* Work task *
State only how many lines in the listing contain the string "IrrevocableOrPerpetualLicense".

┌─ Given information

use thiserror::Error;

/// Errors raised by the label codec
#[derive(Error, Debug, PartialEq, Eq)]
pub enum LabelCodecError {
    /// Label name is not part of the closed label space
    #[error("Unknown label name: {0}")]
    UnknownName(String),

    /// Label id is not part of the closed label space
    #[error("Unknown label id: {0}")]
    UnknownId(u32),
}

/// The closed set of clause categories the classifier model was trained on.
///
/// The variant order is the lexicographic order of the label names, which is
/// exactly the order the training-time label encoder assigned integer ids in.
/// Adding, removing, or reordering variants breaks compatibility with the
/// deployed model.
#[derive(Debug, Clone, Copy, PartialEq, Eq, Hash)]
#[allow(missing_docs)]
pub enum ClauseLabel {
    AffiliateLicenseLicensee,
    AffiliateLicenseLicensor,
    AgreementDate,
    AntiAssignment,
    AuditRights,
    CapOnLiability,
    ChangeOfControl,
    CompetitiveRestrictionException,
    Confidentiality,
    CovenantNotToSue,
    DisputeResolution,
    DocumentName,
    EffectiveDate,
    Exclusivity,
    ExpirationDate,
    ForceMajeure,
    GoverningLaw,
    IpOwnershipAssignment,
    Indemnification,
    Insurance,
    IrrevocableOrPerpetualLicense,
    JointIpOwnership,
    LicenseGrant,
    LiquidatedDamages,
    MinimumCommitment,
    MostFavoredNation,
    NoSolicitOfCustomers,
    NoSolicitOfEmployees,
    NonCompete,
    NonDisparagement,
    NonTransferableLicense,
    NoticePeriodToTerminateRenewal,
    Parties,
    PaymentTerms,
    PostTerminationServices,
    PriceRestrictions,
    RenewalTerm,
    RevenueProfitSharing,
    RofrRofoRofn,
    Severability,
    SourceCodeEscrow,
    TerminationForConvenience,
    ThirdPartyBeneficiary,
    UncappedLiability,
    UnlimitedLicense,
    VolumeRestriction,
    WarrantyDuration,
}

impl ClauseLabel {
    /// All labels, in id order
    pub const ALL: [ClauseLabel; 47] = [
        ClauseLabel::AffiliateLicenseLicensee,
        ClauseLabel::AffiliateLicenseLicensor,
        ClauseLabel::AgreementDate,
        ClauseLabel::AntiAssignment,
        ClauseLabel::AuditRights,
        ClauseLabel::CapOnLiability,
        ClauseLabel::ChangeOfControl,
        ClauseLabel::CompetitiveRestrictionException,
        ClauseLabel::Confidentiality,
        ClauseLabel::CovenantNotToSue,
        ClauseLabel::DisputeResolution,
        ClauseLabel::DocumentName,
        ClauseLabel::EffectiveDate,
        ClauseLabel::Exclusivity,
        ClauseLabel::ExpirationDate,
        ClauseLabel::ForceMajeure,
        ClauseLabel::GoverningLaw,
        ClauseLabel::IpOwnershipAssignment,
        ClauseLabel::Indemnification,
        ClauseLabel::Insurance,
        ClauseLabel::IrrevocableOrPerpetualLicense,
        ClauseLabel::JointIpOwnership,
        ClauseLabel::LicenseGrant,
        ClauseLabel::LiquidatedDamages,
        ClauseLabel::MinimumCommitment,
        ClauseLabel::MostFavoredNation,
        ClauseLabel::NoSolicitOfCustomers,
        ClauseLabel::NoSolicitOfEmployees,
        ClauseLabel::NonCompete,
        ClauseLabel::NonDisparagement,
        ClauseLabel::NonTransferableLicense,
        ClauseLabel::NoticePeriodToTerminateRenewal,
        ClauseLabel::Parties,
        ClauseLabel::PaymentTerms,
        ClauseLabel::PostTerminationServices,
        ClauseLabel::PriceRestrictions,
        ClauseLabel::RenewalTerm,
        ClauseLabel::RevenueProfitSharing,
        ClauseLabel::RofrRofoRofn,
        ClauseLabel::Severability,
        ClauseLabel::SourceCodeEscrow,
        ClauseLabel::TerminationForConvenience,
        ClauseLabel::ThirdPartyBeneficiary,
        ClauseLabel::UncappedLiability,
        ClauseLabel::UnlimitedLicense,
        ClauseLabel::VolumeRestriction,
        ClauseLabel::WarrantyDuration,
    ];

    /// The label name as it appears in the training data and the tier table
    pub fn name(self) -> &'static str {
        match self {
            ClauseLabel::AffiliateLicenseLicensee => "Affiliate License-Licensee",
            ClauseLabel::AffiliateLicenseLicensor => "Affiliate License-Licensor",
            ClauseLabel::AgreementDate => "Agreement Date",
            ClauseLabel::AntiAssignment => "Anti-Assignment",
            ClauseLabel::AuditRights => "Audit Rights",
            ClauseLabel::CapOnLiability => "Cap On Liability",
            ClauseLabel::ChangeOfControl => "Change Of Control",
            ClauseLabel::CompetitiveRestrictionException => "Competitive Restriction Exception",
            ClauseLabel::Confidentiality => "Confidentiality",
            ClauseLabel::CovenantNotToSue => "Covenant Not To Sue",
            ClauseLabel::DisputeResolution => "Dispute Resolution",
            ClauseLabel::DocumentName => "Document Name",
            ClauseLabel::EffectiveDate => "Effective Date",
            ClauseLabel::Exclusivity => "Exclusivity",
            ClauseLabel::ExpirationDate => "Expiration Date",
            ClauseLabel::ForceMajeure => "Force Majeure",
            ClauseLabel::GoverningLaw => "Governing Law",
            ClauseLabel::IpOwnershipAssignment => "IP Ownership Assignment",
            ClauseLabel::Indemnification => "Indemnification",
            ClauseLabel::Insurance => "Insurance",
            ClauseLabel::IrrevocableOrPerpetualLicense => "Irrevocable Or Perpetual License",
            ClauseLabel::JointIpOwnership => "Joint IP Ownership",
            ClauseLabel::LicenseGrant => "License Grant",
            ClauseLabel::LiquidatedDamages => "Liquidated Damages",
            ClauseLabel::MinimumCommitment => "Minimum Commitment",
            ClauseLabel::MostFavoredNation => "Most Favored Nation",
            ClauseLabel::NoSolicitOfCustomers => "No-Solicit Of Customers",
            ClauseLabel::NoSolicitOfEmployees => "No-Solicit Of Employees",
            ClauseLabel::NonCompete => "Non-Compete",
            ClauseLabel::NonDisparagement => "Non-Disparagement",
            ClauseLabel::NonTransferableLicense => "Non-Transferable License",
            ClauseLabel::NoticePeriodToTerminateRenewal => "Notice Period To Terminate Renewal",
            ClauseLabel::Parties => "Parties",
            ClauseLabel::PaymentTerms => "Payment Terms",
            ClauseLabel::PostTerminationServices => "Post-Termination Services",
            ClauseLabel::PriceRestrictions => "Price Restrictions",
            ClauseLabel::RenewalTerm => "Renewal Term",
            ClauseLabel::RevenueProfitSharing => "Revenue/Profit Sharing",
            ClauseLabel::RofrRofoRofn => "Rofr/Rofo/Rofn",
            ClauseLabel::Severability => "Severability",
            ClauseLabel::SourceCodeEscrow => "Source Code Escrow",
            ClauseLabel::TerminationForConvenience => "Termination For Convenience",
            ClauseLabel::ThirdPartyBeneficiary => "Third Party Beneficiary",
            ClauseLabel::UncappedLiability => "Uncapped Liability",
            ClauseLabel::UnlimitedLicense => "Unlimited/All-You-Can-Eat-License",
            ClauseLabel::VolumeRestriction => "Volume Restriction",
            ClauseLabel::WarrantyDuration => "Warranty Duration",
        }
    }

    /// The integer id the label encoder assigned this label
    pub fn id(self) -> u32 {
        self as u32
    }

    /// Look a label up by its integer id
    pub fn from_id(id: u32) -> Option<ClauseLabel> {
        Self::ALL.get(id as usize).copied()
    }
}

/// Bijective, order-preserving mapping between the finite label-name list and
/// the equivalent integer ids.
///
/// `decode` is the exact inverse of `encode` over the whole domain:
/// `decode(encode(name)) == name` for every label name.
#[derive(Debug, Clone, Default)]
pub struct LabelCodec;

impl LabelCodec {
    /// Create a codec over the full label space
    pub fn new() -> Self {
        Self
    }

    /// Number of labels in the codec's domain
    pub fn len(&self) -> usize {
        ClauseLabel::ALL.len()
    }

    /// Whether the codec's domain is empty (it never is)
    pub fn is_empty(&self) -> bool {
        false
    }

    /// Encode a label name to its integer id
    pub fn encode(&self, name: &str) -> Result<u32, LabelCodecError> {
        ClauseLabel::ALL
            .iter()
            .find(|label| label.name() == name)
            .map(|label| label.id())
            .ok_or_else(|| LabelCodecError::UnknownName(name.to_string()))
    }

    /// Decode an integer id to its label name
    pub fn decode(&self, id: u32) -> Result<&'static str, LabelCodecError> {
        ClauseLabel::from_id(id)
            .map(ClauseLabel::name)
            .ok_or(LabelCodecError::UnknownId(id))
    }
}

#[cfg(test)]
mod tests {
    use super::*;

    #[test]
    fn codec_round_trips_every_label() {
        let codec = LabelCodec::new();
        for label in ClauseLabel::ALL {
            let id = codec.encode(label.name()).unwrap();
            assert_eq!(id, label.id());
            assert_eq!(codec.decode(id).unwrap(), label.name());
        }
    }

    #[test]
    fn ids_are_dense_and_injective() {
        for (position, label) in ClauseLabel::ALL.iter().enumerate() {
            assert_eq!(label.id() as usize, position);
        }
        assert_eq!(ClauseLabel::ALL.len(), 47);
    }

    #[test]
    fn names_are_in_encoder_order() {
        // The training-time label encoder sorted names by code point
        let names: Vec<&str> = ClauseLabel::ALL.iter().map(|l| l.name()).collect();
        let mut sorted = names.clone();
        sorted.sort_unstable();
        assert_eq!(names, sorted);
    }

    #[test]
    fn unknown_name_and_id_are_errors() {
        let codec = LabelCodec::new();
        assert_eq!(
            codec.encode("Not A Real Label"),
            Err(LabelCodecError::UnknownName("Not A Real Label".to_string()))
        );
        assert_eq!(codec.decode(47), Err(LabelCodecError::UnknownId(47)));
        assert_eq!(codec.decode(u32::MAX), Err(LabelCodecError::UnknownId(u32::MAX)));
    }
}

└─

* Exercise solution *
3